By Chris Barylick | 09-15-2012 | 10:30AM

He survived both a master’s and a doctoral program. Now, Virginia Tech’s Dr. Anders Eklund is using every GPU he can get his hands on, Cuda and Matlab to study neural activity in real-time. Read on to find out what he’s up to as well as what advice he’d give to anyone wanting to follow in his academic footsteps.


Dr. Eklund, what exactly is your role in the science field?

I work as a postdoc at Virginia Tech Carilion Research Institute. I conduct research within the field of medical image processing, especially fMRI (functional magnetic resonance imaging), and write scientific papers. Currently I’m finalizing a review paper on how graphics processing units historically have been used for medical imaging.

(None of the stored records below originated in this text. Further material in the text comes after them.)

//! Data Access Layer
//!
//! The four durable operations behind the session engine, over two tables:
//!
//! - **`newsfeed_topic_by_user`**: partition key `user_id`; attributes
//!   `topic` (string or null) and `last_feed_time` (epoch seconds or null).
//! - **`newsfeed_news_by_topic`**: partition key `topic`, binary range key
//!   `bin_time_based_sk` (see [`crate::keys`]); attribute `news`.
//!
//! Connections are borrowed from the embedded pool per operation and given
//! back when the operation's guard goes out of scope.

use std::sync::Arc;
use std::time::Duration;

use chrono::Utc;
use tracing::warn;

use crate::conn::{Guard, Item, RangeCond, StoreConnection, UpdateOutcome, Value, WriteOutcome};
use crate::error::{Result, StoreError};
use crate::keys::{make_range_key, time_from_range_key};
use crate::memory::{MemoryFactory, MemoryStore};
use crate::pool::{ConnPool, ConnectionFactory};
use crate::retry::{batch_delete_all, with_retry, RetryPolicy};

pub const TABLE_TOPIC_BY_USER: &str = "newsfeed_topic_by_user";
pub const ATTR_USER_ID: &str = "user_id";
pub const ATTR_TOPIC: &str = "topic";
pub const ATTR_LAST_FEED_TIME: &str = "last_feed_time";

pub const TABLE_NEWS_BY_TOPIC: &str = "newsfeed_news_by_topic";
pub const ATTR_SORT_KEY: &str = "bin_time_based_sk";
pub const ATTR_NEWS: &str = "news";

/// Durable state behind the news feed service.
pub struct FeedStore {
    pool: ConnPool,
    retry: RetryPolicy,
    purge_age_secs: i64,
}

impl FeedStore {
    pub fn new(factory: Box<dyn ConnectionFactory>, retry: RetryPolicy, purge_age: Duration) -> Self {
        Self {
            pool: ConnPool::new(factory),
            retry,
            purge_age_secs: purge_age.as_secs() as i64,
        }
    }

    /// A store backed by in-process tables, for development and tests.
    /// Also hands back the underlying [`MemoryStore`] so tests can seed rows
    /// directly.
    pub fn in_memory(retry: RetryPolicy, purge_age: Duration) -> (Self, Arc<MemoryStore>) {
        let memory = MemoryStore::new();
        memory.create_table(TABLE_TOPIC_BY_USER, ATTR_USER_ID, None);
        memory.create_table(TABLE_NEWS_BY_TOPIC, ATTR_TOPIC, Some(ATTR_SORT_KEY));

        let store = Self::new(
            Box::new(MemoryFactory::new(memory.clone())),
            retry,
            purge_age,
        );
        (store, memory)
    }

    fn now() -> i64 {
        Utc::now().timestamp()
    }

    /// Look the user up, creating the row on first registration.
    ///
    /// Returns the topic the user currently subscribes to, or an empty
    /// string for none. The insert is guarded on the key, so two sessions
    /// racing to register the same fresh user cannot both win; the loser
    /// gets [`StoreError::AlreadyExists`], which callers treat as fatal
    /// because registration is serialized per stream.
    pub async fn get_or_create_user(&self, user_id: &str) -> Result<String> {
        let conn = self.pool.acquire();

        let found = with_retry(
            &self.retry,
            "get user from database table newsfeed_topic_by_user",
            || {
                conn.get_item(
                    TABLE_TOPIC_BY_USER,
                    (ATTR_USER_ID, Value::S(user_id.to_string())),
                    &[ATTR_TOPIC],
                )
            },
        )
        .await?;

        if let Some(item) = found {
            let topic = match item.get(ATTR_TOPIC) {
                Some(Value::S(topic)) => topic.clone(),
                Some(Value::Null) => String::new(),
                _ => {
                    return Err(StoreError::SchemaMismatch {
                        table: TABLE_TOPIC_BY_USER,
                        attribute: ATTR_TOPIC,
                    })
                }
            };
            return Ok(topic);
        }

        let mut item = Item::new();
        item.insert(ATTR_USER_ID.to_string(), Value::S(user_id.to_string()));
        item.insert(ATTR_TOPIC.to_string(), Value::Null);
        item.insert(ATTR_LAST_FEED_TIME.to_string(), Value::Null);

        let outcome = with_retry(
            &self.retry,
            "put new user into database table newsfeed_topic_by_user",
            || {
                conn.put_item(
                    TABLE_TOPIC_BY_USER,
                    item.clone(),
                    Some(Guard::AttributeNotExists(ATTR_USER_ID)),
                )
            },
        )
        .await?;

        match outcome {
            WriteOutcome::Applied => Ok(String::new()),
            WriteOutcome::ConditionFailed => Err(StoreError::AlreadyExists {
                action: "create new user on table newsfeed_topic_by_user".to_string(),
            }),
        }
    }

    /// Point the user at `new_topic` (empty string to unsubscribe) and reset
    /// the last feed time to now.
    ///
    /// An unsubscribe additionally sweeps the topic the user just left:
    /// every news row older than the purge age is deleted. The sweep runs
    /// only when the update applied and there actually was a previous topic.
    pub async fn set_user_topic(&self, user_id: &str, new_topic: &str) -> Result<()> {
        let now = Self::now();

        let mut assignments = Item::new();
        assignments.insert(
            ATTR_TOPIC.to_string(),
            if new_topic.is_empty() {
                Value::Null
            } else {
                Value::S(new_topic.to_string())
            },
        );
        assignments.insert(ATTR_LAST_FEED_TIME.to_string(), Value::N(now));

        let conn = self.pool.acquire();

        let outcome = with_retry(
            &self.retry,
            "update user data in table newsfeed_topic_by_user",
            || {
                conn.update_item(
                    TABLE_TOPIC_BY_USER,
                    (ATTR_USER_ID, Value::S(user_id.to_string())),
                    assignments.clone(),
                    None,
                )
            },
        )
        .await?;

        let old = match outcome {
            UpdateOutcome::Applied { old } => old,
            UpdateOutcome::ConditionFailed => return Ok(()),
        };

        // A subscription needs no sweep.
        if !new_topic.is_empty() {
            return Ok(());
        }

        let prev_topic = match old.get(ATTR_TOPIC) {
            Some(Value::S(topic)) if !topic.is_empty() => topic.clone(),
            // The user was not subscribed to anything; nothing to purge.
            _ => return Ok(()),
        };

        let bound = make_range_key(now - self.purge_age_secs, "");
        let expired = with_retry(&self.retry, "get expired news from database table", || {
            conn.query(
                TABLE_NEWS_BY_TOPIC,
                (ATTR_TOPIC, Value::S(prev_topic.clone())),
                (ATTR_SORT_KEY, RangeCond::Below(bound.to_vec())),
            )
        })
        .await?;

        if expired.is_empty() {
            return Ok(());
        }

        let mut keys = Vec::with_capacity(expired.len());
        for row in expired {
            let sort_key = match row.get(ATTR_SORT_KEY) {
                Some(Value::B(bytes)) => bytes.clone(),
                _ => {
                    return Err(StoreError::SchemaMismatch {
                        table: TABLE_NEWS_BY_TOPIC,
                        attribute: ATTR_SORT_KEY,
                    })
                }
            };
            let mut key = Item::new();
            key.insert(ATTR_TOPIC.to_string(), Value::S(prev_topic.clone()));
            key.insert(ATTR_SORT_KEY.to_string(), Value::B(sort_key));
            keys.push(key);
        }

        batch_delete_all(
            &self.retry,
            &*conn,
            "purge expired news from database",
            TABLE_NEWS_BY_TOPIC,
            keys,
        )
        .await
    }

    /// Insert one news row into `topic`, keyed by posting time and poster.
    ///
    /// The insert is guarded so an existing row is never replaced; the guard
    /// only ever fires when the same user posts twice within one second.
    pub async fn post_news(&self, topic: &str, user_id: &str, news: &str) -> Result<()> {
        let mut item = Item::new();
        item.insert(ATTR_TOPIC.to_string(), Value::S(topic.to_string()));
        item.insert(
            ATTR_SORT_KEY.to_string(),
            Value::B(make_range_key(Self::now(), user_id).to_vec()),
        );
        item.insert(ATTR_NEWS.to_string(), Value::S(news.to_string()));

        let conn = self.pool.acquire();

        let outcome = with_retry(
            &self.retry,
            "put news in database table newsfeed_news_by_topic",
            || {
                conn.put_item(
                    TABLE_NEWS_BY_TOPIC,
                    item.clone(),
                    Some(Guard::AttributeNotExists(ATTR_TOPIC)),
                )
            },
        )
        .await?;

        match outcome {
            WriteOutcome::Applied => Ok(()),
            WriteOutcome::ConditionFailed => Err(StoreError::AlreadyExists {
                action: "put news in table newsfeed_news_by_topic".to_string(),
            }),
        }
    }

    /// Return every news row in the user's topic strictly newer than the
    /// last feed time, and advance the bookmark past what was returned.
    ///
    /// The lower bound is `last_feed_time + 1` with the all-zero hash
    /// suffix, the canonical "strictly after" delimiter at second
    /// granularity. The bookmark update is guarded on the topic fetched at
    /// the start; if the user re-subscribed mid-fetch the update is skipped
    /// with a warning and the already-fetched news is still returned.
    pub async fn fetch_news_since(&self, user_id: &str) -> Result<Vec<String>> {
        let conn = self.pool.acquire();

        let user = with_retry(
            &self.retry,
            "get user from database table newsfeed_topic_by_user",
            || {
                conn.get_item(
                    TABLE_TOPIC_BY_USER,
                    (ATTR_USER_ID, Value::S(user_id.to_string())),
                    &[ATTR_TOPIC, ATTR_LAST_FEED_TIME],
                )
            },
        )
        .await?
        .ok_or_else(|| StoreError::UserNotFound(user_id.to_string()))?;

        let topic = match user.get(ATTR_TOPIC) {
            Some(Value::S(topic)) => topic.clone(),
            Some(Value::Null) => return Ok(Vec::new()),
            _ => {
                return Err(StoreError::SchemaMismatch {
                    table: TABLE_TOPIC_BY_USER,
                    attribute: ATTR_TOPIC,
                })
            }
        };
        if topic.is_empty() {
            return Ok(Vec::new());
        }

        let mut last_feed_time = match user.get(ATTR_LAST_FEED_TIME) {
            Some(Value::N(time)) => *time,
            Some(Value::Null) => i64::MIN,
            _ => {
                return Err(StoreError::SchemaMismatch {
                    table: TABLE_TOPIC_BY_USER,
                    attribute: ATTR_LAST_FEED_TIME,
                })
            }
        };

        let bound = make_range_key(last_feed_time.saturating_add(1), "");
        let rows = with_retry(&self.retry, "get news from database table", || {
            conn.query(
                TABLE_NEWS_BY_TOPIC,
                (ATTR_TOPIC, Value::S(topic.clone())),
                (ATTR_SORT_KEY, RangeCond::AtLeast(bound.to_vec())),
            )
        })
        .await?;

        if rows.is_empty() {
            return Ok(Vec::new());
        }

        let mut news = Vec::with_capacity(rows.len());
        for row in rows {
            let sort_key = match row.get(ATTR_SORT_KEY) {
                Some(Value::B(bytes)) if bytes.len() >= 8 => bytes,
                _ => {
                    return Err(StoreError::SchemaMismatch {
                        table: TABLE_NEWS_BY_TOPIC,
                        attribute: ATTR_SORT_KEY,
                    })
                }
            };

            let seen = time_from_range_key(sort_key);
            if seen >= last_feed_time {
                last_feed_time = seen;
            }

            match row.get(ATTR_NEWS) {
                Some(Value::S(body)) => news.push(body.clone()),
                _ => {
                    return Err(StoreError::SchemaMismatch {
                        table: TABLE_NEWS_BY_TOPIC,
                        attribute: ATTR_NEWS,
                    })
                }
            }
        }

        let mut assignment = Item::new();
        assignment.insert(ATTR_LAST_FEED_TIME.to_string(), Value::N(last_feed_time));

        let outcome = with_retry(
            &self.retry,
            "update user data in table newsfeed_topic_by_user",
            || {
                conn.update_item(
                    TABLE_TOPIC_BY_USER,
                    (ATTR_USER_ID, Value::S(user_id.to_string())),
                    assignment.clone(),
                    Some(Guard::AttributeEquals(ATTR_TOPIC, Value::S(topic.clone()))),
                )
            },
        )
        .await?;

        if matches!(outcome, UpdateOutcome::ConditionFailed) {
            warn!(
                user_id,
                topic,
                "last feed time not advanced: user topic changed during fetch"
            );
        }

        Ok(news)
    }
}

What exactly IS functional magnetic resonance imaging and how does it work?

fMRI is a way to non-invasively measure brain activity with high spatial resolution. To make this possible, we use magnetic resonance (MR) scanners which have extremely powerful magnets (50,000 to 100,000 times stronger than the magnetic field of the earth). The key component is that active parts of the brain consume more oxygen, which changes the mix of oxygenated and de-oxygenated blood. The oxygen is transported by hemoglobin, which is magnetic since it contains iron. The main assumption in fMRI is that the change of iron concentration is caused by a change of brain activity, but no one knows the exact link between brain activity and blood flow.

How do you employ GPUs for scientific research?

Analysis of fMRI data is normally based on a number of statistical assumptions. I try to use methods that are based on as few assumptions as possible, in order to get more reliable results. A general problem with these so called non-parametric methods is that they are computationally intensive, since they, for example, require 10,000 permutations of the original dataset to be analyzed. Here the GPU plays a crucial role, as it can decrease the processing time from hours to minutes.

How do you utilize Nvidia technology at your company?

I use an ordinary desktop with several Nvidia Geforce graphics cards. I program in CUDA and run the calculations through Matlab.

GPU computing is advancing at a tremendous rate. Is there anything you hope you’ll be able to do in the future?

A problem is that the temporal and spatial resolution of fMRI data also increases. Here at Virginia Tech Carilion we especially work with real-time fMRI, where the data analysis is performed while the subject is in the MR scanner. With more powerful GPUs we can apply advanced analysis of brain activity in real-time, and thereby increase the understanding of the human brain.

How did you get into your current line of work? And what advice would you give to someone interested in that career?

I applied for a Phd program in medical image processing, since I’ve always been interested in image processing. During my Phd, I got interested in GPGPU and thought that CUDA was a really nice programming interface. I would advice anyone to focus on what they think is fun. To obtain a Phd degree requires a lot of work, and that is not possible if you don’t love what you are doing.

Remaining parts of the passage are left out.